Health and safety factors lay behind the move?

  oresome 12:12 16 Dec 2016

This comment may sound familiar, but it relates not to the rail dispute but the ringing of the bells at York Minster.

The resident campanologists are in dispute to the extent that they have been sacked and it seems that pleas by the authorities for volunteers from further afield have fallen on deaf ears, (an occupational hazard).

It may be the first time in over 650 years that the bells have been silent at Christmas.


click here

  Aitchbee 12:49 16 Dec 2016
  • and there will be no noisy fireworks in Edinburgh this Hogmany either.

click here

  Govan1x 14:50 16 Dec 2016

Maybe time to bring Quasimodo back.

  oresome 16:04 16 Dec 2016

More information has been released regarding this story which puts a much more serious slant on it.

York Minster's bell-ringing team was sacked due to a row over one of its members being accused of indecent assault, The Church of England has said.


click here

  bumpkin 16:30 16 Dec 2016

I am surprised they let that get out.

  Forum Editor 23:53 17 Dec 2016

As I understand it, a person was the subject of two police investigations (in 2000 and again fourteen years later, in 2014 that went to court.
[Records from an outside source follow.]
// SPDX-FileCopyrightText: 2026 Parley Contributors
// SPDX-License-Identifier: MIT OR Apache-2.0

//! Signal handling for graceful shutdown.
//!
//! Installs handlers for SIGTERM and SIGINT (Ctrl+C) and cancels a
//! [`CancellationToken`] that the gateway and the sync task watch.

use tokio_util::sync::CancellationToken;
use tracing::{debug, info, warn};

/// Installs signal handlers for SIGTERM and SIGINT.
///
/// Returns a [`CancellationToken`] that is cancelled when either signal is received.
pub fn install_signal_handler() -> CancellationToken {
    let token = CancellationToken::new();
    let token_clone = token.clone();

    tokio::spawn(async move {
        wait_for_signal().await;
        token_clone.cancel();
        debug!("shutdown signal handler completed");
    });

    token
}

#[cfg(unix)]
async fn wait_for_signal() {
    use tokio::signal::unix::{signal, SignalKind};

    let mut sigterm = match signal(SignalKind::terminate()) {
        Ok(s) => s,
        Err(e) => {
            warn!(error = %e, "failed to install SIGTERM handler, listening for Ctrl+C only");
            if tokio::signal::ctrl_c().await.is_ok() {
                info!("received SIGINT (Ctrl+C), initiating shutdown");
            }
            return;
        }
    };

    tokio::select! {
        _ = tokio::signal::ctrl_c() => {
            info!("received SIGINT (Ctrl+C), initiating shutdown");
        }
        _ = sigterm.recv() => {
            info!("received SIGTERM, initiating shutdown");
        }
    }
}

#[cfg(not(unix))]
async fn wait_for_signal() {
    let _ = tokio::signal::ctrl_c().await;
    info!("received Ctrl+C, initiating shutdown");
}

#[cfg(test)]
mod tests {
    use super::*;

    #[tokio::test]
    async fn token_starts_uncancelled() {
        let token = install_signal_handler();
        assert!(!token.is_cancelled());
    }
}
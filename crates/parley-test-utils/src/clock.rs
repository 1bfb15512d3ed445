// SPDX-FileCopyrightText: 2026 Parley Contributors
// SPDX-License-Identifier: MIT OR Apache-2.0

use std::sync::Mutex;

use chrono::{DateTime, Duration, FixedOffset};
use parley_agent::Clock;

/// A clock that stays put until [`ManualClock::advance`] or [`ManualClock::set`].
#[derive(Debug)]
pub struct ManualClock {
    now: Mutex<DateTime<FixedOffset>>,
}

impl ManualClock {
    pub fn new(now: DateTime<FixedOffset>) -> Self {
        Self {
            now: Mutex::new(now),
        }
    }

    /// Parses an RFC 3339 instant, panicking on bad input.
    pub fn at(rfc3339: &str) -> Self {
        Self::new(DateTime::parse_from_rfc3339(rfc3339).expect("valid RFC 3339 instant"))
    }

    pub fn set(&self, now: DateTime<FixedOffset>) {
        *self.now.lock().expect("clock lock poisoned") = now;
    }

    pub fn advance(&self, by: Duration) {
        let mut now = self.now.lock().expect("clock lock poisoned");
        *now += by;
    }
}

impl Clock for ManualClock {
    fn now(&self) -> DateTime<FixedOffset> {
        *self.now.lock().expect("clock lock poisoned")
    }
}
A judge ruled that no further action would be taken, on condition that an undertaking was made by the person concerned.

York Minster authorities decided to remove said individual from the bell-ringing team. The other members of the team argued that as the allegations had been proved to be groundless the Minster had acted wrongly. As a result the team was disbanded.
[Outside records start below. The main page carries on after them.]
// SPDX-FileCopyrightText: 2026 Parley Contributors
// SPDX-License-Identifier: MIT OR Apache-2.0

//! Messaging adapter for the browser-automation sidecar.
//!
//! The sidecar drives the messaging web client and exposes a small HTTP
//! API. [`BridgeClient`] implements [`MessagingProvider`] over that API;
//! inbound events reach the gateway's webhook route instead.

pub mod wire;

use std::time::Duration;

use async_trait::async_trait;
use parley_config::model::BridgeConfig;
use parley_core::traits::{MessagingProvider, PluginAdapter};
use parley_core::types::{AdapterType, ChatSummary, ContactInfo, HealthStatus, MediaPayload};
use parley_core::{ParleyError, ProviderEvent};
use reqwest::header::{HeaderMap, HeaderValue, AUTHORIZATION, CONTENT_TYPE};
use reqwest::{Response, StatusCode, Url};
use serde::de::DeserializeOwned;
use tracing::{debug, info};

use crate::wire::{
    ContactResponse, DeleteRequest, MediaResponse, ProfilePicResponse, SendTextRequest,
    SendTextResponse,
};

/// HTTP client for the sidecar.
#[derive(Debug, Clone)]
pub struct BridgeClient {
    client: reqwest::Client,
    base_url: Url,
}

impl BridgeClient {
    pub fn new(config: &BridgeConfig) -> Result<Self, ParleyError> {
        let base_url = Url::parse(&config.base_url)
            .map_err(|e| ParleyError::Config(format!("invalid bridge.base_url: {e}")))?;
        if base_url.cannot_be_a_base() {
            return Err(ParleyError::Config(format!(
                "bridge.base_url `{base_url}` cannot carry a path"
            )));
        }

        let mut headers = HeaderMap::new();
        if let Some(token) = config.token.as_deref().filter(|t| !t.is_empty()) {
            headers.insert(
                AUTHORIZATION,
                HeaderValue::from_str(&format!("Bearer {token}"))
                    .map_err(|e| ParleyError::Config(format!("invalid bridge.token: {e}")))?,
            );
        }

        let client = reqwest::Client::builder()
            .default_headers(headers)
            .timeout(Duration::from_secs(config.timeout_secs))
            .build()
            .map_err(|e| ParleyError::Messaging {
                message: format!("failed to build HTTP client: {e}"),
                source: Some(Box::new(e)),
            })?;

        info!(base_url = %base_url, "bridge client initialized");
        Ok(Self { client, base_url })
    }

    /// `base_url` with `segments` appended, each percent-encoded.
    fn url(&self, segments: &[&str]) -> Result<Url, ParleyError> {
        let mut url = self.base_url.clone();
        url.path_segments_mut()
            .map_err(|()| ParleyError::Internal("bridge base url cannot be a base".into()))?
            .pop_if_empty()
            .extend(segments);
        Ok(url)
    }

    async fn get_json<T: DeserializeOwned>(&self, url: Url) -> Result<Option<T>, ParleyError> {
        let response = self.client.get(url.clone()).send().await.map_err(transport)?;
        if response.status() == StatusCode::NOT_FOUND {
            debug!(url = %url, "sidecar returned 404");
            return Ok(None);
        }
        let response = ensure_success(response).await?;
        response.json().await.map(Some).map_err(decode)
    }
}

async fn ensure_success(response: Response) -> Result<Response, ParleyError> {
    let status = response.status();
    if status.is_success() {
        return Ok(response);
    }
    let body = response.text().await.unwrap_or_default();
    Err(ParleyError::messaging(format!(
        "sidecar returned {status}: {body}"
    )))
}

fn transport(e: reqwest::Error) -> ParleyError {
    ParleyError::Messaging {
        message: format!("sidecar request failed: {e}"),
        source: Some(Box::new(e)),
    }
}

fn decode(e: reqwest::Error) -> ParleyError {
    ParleyError::Messaging {
        message: format!("malformed sidecar response: {e}"),
        source: Some(Box::new(e)),
    }
}

#[async_trait]
impl PluginAdapter for BridgeClient {
    fn name(&self) -> &str {
        "bridge"
    }

    fn version(&self) -> semver::Version {
        semver::Version::new(0, 1, 0)
    }

    fn adapter_type(&self) -> AdapterType {
        AdapterType::Messaging
    }

    async fn health_check(&self) -> Result<HealthStatus, ParleyError> {
        let url = self.url(&["health"])?;
        match self.client.get(url).send().await {
            Ok(r) if r.status().is_success() => Ok(HealthStatus::Healthy),
            Ok(r) => Ok(HealthStatus::Degraded(format!("sidecar returned {}", r.status()))),
            Err(e) => Ok(HealthStatus::Unhealthy(format!("sidecar unreachable: {e}"))),
        }
    }
}

#[async_trait]
impl MessagingProvider for BridgeClient {
    async fn send_text(&self, jid: &str, text: &str) -> Result<Option<String>, ParleyError> {
        let url = self.url(&["send-text"])?;
        let response = self
            .client
            .post(url)
            .json(&SendTextRequest { to: jid, text })
            .send()
            .await
            .map_err(transport)?;
        let response = ensure_success(response).await?;
        let body = response.text().await.map_err(decode)?;
        let sent: SendTextResponse = serde_json::from_str(&body).unwrap_or_default();
        Ok(sent.message_id())
    }

    async fn download_media(&self, message_id: &str) -> Result<MediaPayload, ParleyError> {
        let url = self.url(&["media", message_id])?;
        let response = self.client.get(url).send().await.map_err(transport)?;
        let response = ensure_success(response).await?;

        let is_json = response
            .headers()
            .get(CONTENT_TYPE)
            .and_then(|v| v.to_str().ok())
            .is_some_and(|ct| ct.starts_with("application/json"));
        if is_json {
            let media: MediaResponse = response.json().await.map_err(decode)?;
            return Ok(MediaPayload::Encoded(media.data));
        }

        let bytes = response.bytes().await.map_err(decode)?;
        if bytes.is_empty() {
            return Err(ParleyError::messaging(format!(
                "empty media payload for {message_id}"
            )));
        }
        Ok(MediaPayload::Bytes(bytes.to_vec()))
    }

    async fn get_message_by_id(&self, id: &str) -> Result<Option<ProviderEvent>, ParleyError> {
        let url = self.url(&["messages", id])?;
        self.get_json(url).await
    }

    async fn get_all_messages_in_chat(
        &self,
        jid: &str,
        include_me: bool,
        limit: usize,
    ) -> Result<Vec<ProviderEvent>, ParleyError> {
        let mut url = self.url(&["chats", jid, "messages"])?;
        url.query_pairs_mut()
            .append_pair("includeMe", if include_me { "true" } else { "false" })
            .append_pair("limit", &limit.to_string());
        Ok(self.get_json(url).await?.unwrap_or_default())
    }

    async fn get_all_chats(&self) -> Result<Vec<ChatSummary>, ParleyError> {
        let url = self.url(&["chats"])?;
        Ok(self.get_json(url).await?.unwrap_or_default())
    }

    async fn get_contact(&self, jid: &str) -> Result<Option<ContactInfo>, ParleyError> {
        let url = self.url(&["contacts", jid])?;
        let contact: Option<ContactResponse> = self.get_json(url).await?;
        Ok(contact.map(|c| ContactInfo {
            name: c.display_name(),
            profile_pic_url: None,
        }))
    }

    async fn get_profile_pic(&self, jid: &str) -> Result<Option<String>, ParleyError> {
        let url = self.url(&["contacts", jid, "profile-pic"])?;
        let pic: Option<ProfilePicResponse> = self.get_json(url).await?;
        Ok(pic.and_then(|p| p.url).filter(|u| !u.is_empty()))
    }

    async fn delete_message(
        &self,
        jid: &str,
        message_id: &str,
        for_everyone: bool,
    ) -> Result<(), ParleyError> {
        let url = self.url(&["messages", message_id, "delete"])?;
        let response = self
            .client
            .post(url)
            .json(&DeleteRequest {
                chat_id: jid,
                for_everyone,
            })
            .send()
            .await
            .map_err(transport)?;
        ensure_success(response).await?;
        Ok(())
    }
}
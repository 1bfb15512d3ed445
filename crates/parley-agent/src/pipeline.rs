// SPDX-FileCopyrightText: 2026 Parley Contributors
// SPDX-License-Identifier: MIT OR Apache-2.0

//! Inbound provider events: resolve, commit, then dispatch.

use std::sync::Arc;

use chrono::{DateTime, Utc};
use parley_core::jid::normalize_jid;
use parley_core::types::{format_timestamp, timestamp_from_unix, ResolvedContent};
use parley_core::{Direction, Message, MessagingProvider, ProviderEvent};
use tracing::{debug, instrument};

use crate::clock::Clock;
use crate::commit::Committer;
use crate::contacts::ContactCache;
use crate::dispatcher::{local_message_id, Dispatcher};
use crate::resolver::ContentResolver;
use crate::sync::SyncRunner;

/// Builds the transcript record for a resolved provider event.
///
/// Returns the normalized conversation id alongside the message, or `None`
/// when the event names no chat.
pub fn message_from_event(
    event: &ProviderEvent,
    resolved: ResolvedContent,
    now: DateTime<Utc>,
) -> Option<(String, Message)> {
    let conversation = normalize_jid(event.chat_jid()?);
    if conversation.is_empty() {
        return None;
    }

    let message = Message {
        id: event
            .id()
            .map(str::to_string)
            .unwrap_or_else(local_message_id),
        content: resolved.content,
        kind: resolved.kind,
        mime_type: resolved.mime_type,
        timestamp: event
            .unix_time()
            .map(timestamp_from_unix)
            .unwrap_or_else(|| format_timestamp(now)),
        direction: if event.from_me() {
            Direction::Sent
        } else {
            Direction::Received
        },
        is_assisted_original: false,
        is_assisted_rewrite: false,
    };
    Some((conversation, message))
}

pub struct Pipeline {
    provider: Arc<dyn MessagingProvider>,
    resolver: Arc<ContentResolver>,
    committer: Arc<Committer>,
    dispatcher: Arc<Dispatcher>,
    contacts: Arc<ContactCache>,
    sync: Arc<SyncRunner>,
    clock: Arc<dyn Clock>,
}

impl Pipeline {
    pub fn new(
        provider: Arc<dyn MessagingProvider>,
        resolver: Arc<ContentResolver>,
        committer: Arc<Committer>,
        dispatcher: Arc<Dispatcher>,
        contacts: Arc<ContactCache>,
        sync: Arc<SyncRunner>,
        clock: Arc<dyn Clock>,
    ) -> Self {
        Self {
            provider,
            resolver,
            committer,
            dispatcher,
            contacts,
            sync,
            clock,
        }
    }

    /// Handles one provider event end to end.
    ///
    /// Returns the stored message, or `None` when the event was out of
    /// scope, unresolvable or a duplicate.
    #[instrument(skip_all, fields(id = event.id().unwrap_or("-")))]
    pub async fn handle_event(&self, event: ProviderEvent) -> Option<Message> {
        let Some(resolved) = self.resolver.resolve(&event).await else {
            debug!("event dropped, no content");
            return None;
        };
        let (conversation, message) =
            message_from_event(&event, resolved, self.clock.now_utc())?;

        let contact = self
            .contacts
            .resolve(self.provider.as_ref(), &conversation)
            .await;
        let committed = self
            .committer
            .commit(&conversation, message.clone(), Some(&contact))
            .await?;

        if message.direction == Direction::Received {
            self.sync.spawn_for(&conversation);
            self.dispatcher
                .on_received(&conversation, &message, committed.previous_contact)
                .await;
        }
        Some(message)
    }
}

#[cfg(test)]
mod tests {
    use parley_core::MessageKind;
    use serde_json::json;

    use super::*;

    fn now() -> DateTime<Utc> {
        DateTime::from_timestamp(1_736_150_000, 0).unwrap()
    }

    #[test]
    fn received_event_maps_to_received_message() {
        let event = ProviderEvent::new(json!({
            "id": "false_911@c.us_AAA",
            "from": "911@c.us",
            "t": 1_736_000_000,
            "fromMe": false,
            "body": "hi"
        }));
        let (conversation, message) =
            message_from_event(&event, ResolvedContent::text("hi"), now()).unwrap();
        assert_eq!(conversation, "911");
        assert_eq!(message.id, "false_911@c.us_AAA");
        assert_eq!(message.direction, Direction::Received);
        assert_eq!(message.kind, MessageKind::Chat);
        assert_eq!(message.timestamp, timestamp_from_unix(1_736_000_000));
    }

    #[test]
    fn sent_event_uses_recipient_and_now() {
        let event = ProviderEvent::new(json!({
            "from": "self@c.us",
            "to": "912@c.us",
            "fromMe": true
        }));
        let (conversation, message) =
            message_from_event(&event, ResolvedContent::text("yo"), now()).unwrap();
        assert_eq!(conversation, "912");
        assert_eq!(message.direction, Direction::Sent);
        assert!(message.id.starts_with("local_"));
        assert_eq!(message.timestamp, format_timestamp(now()));
    }

    #[test]
    fn event_without_chat_is_skipped() {
        let event = ProviderEvent::new(json!({ "body": "orphan" }));
        assert!(message_from_event(&event, ResolvedContent::text("orphan"), now()).is_none());
    }
}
Reading between the lines, it seems that the bell-ringing team was dominated by one family who ran a fiefdom, demanding absolute loyalty from other members.

The things that go on in the cloistered world of bell-ringing...

  Pine Man 10:26 18 Dec 2016

I might be in the minority but I hate church bells and would be extremely pleased if the strike spread.

In addition fireworks don't need to be noisy. It's the display, surely, that is important.

  oresome 11:05 18 Dec 2016

In addition fireworks don't need to be noisy. It's the display, surely, that is important.

I suspect not. I think the noise adds to the assault on the senses and raises the excitement level.

Ever been to the fairground without the loud music? It doesn't produce the same feeling.

  Forum Editor 12:42 18 Dec 2016

"...It's the display, surely, that is important."

Unfortunately, you can't have the display without the noise or at least most of the noise. The big display fireworks need a propellant to get the display part into the air, so there can be another explosion which releases the starbursts etc. The first propellant makes the whooshing noise and the second one makes the bang. Some varieties use an explosive propellant to get airborne, via a kind of mortar firing tube, so you get two bangs and no whoosh.

The need for all that means that you can't really have silent fireworks.

  bumpkin 15:09 18 Dec 2016

What next? a silent disco or nightclub. Of course the noise is part of the experience not that I am a firework fan myself.

  oresome 20:03 22 Dec 2016

Many feared a Silent Night, but in the end it was Ding Dong Merrily on High. The bells of York Minster, silenced for the past two months following the dismissal of its entire team of ringers, rang out on Thursday evening, courtesy of volunteers from elsewhere in the county.

I just hope Pine Man is out of earshot.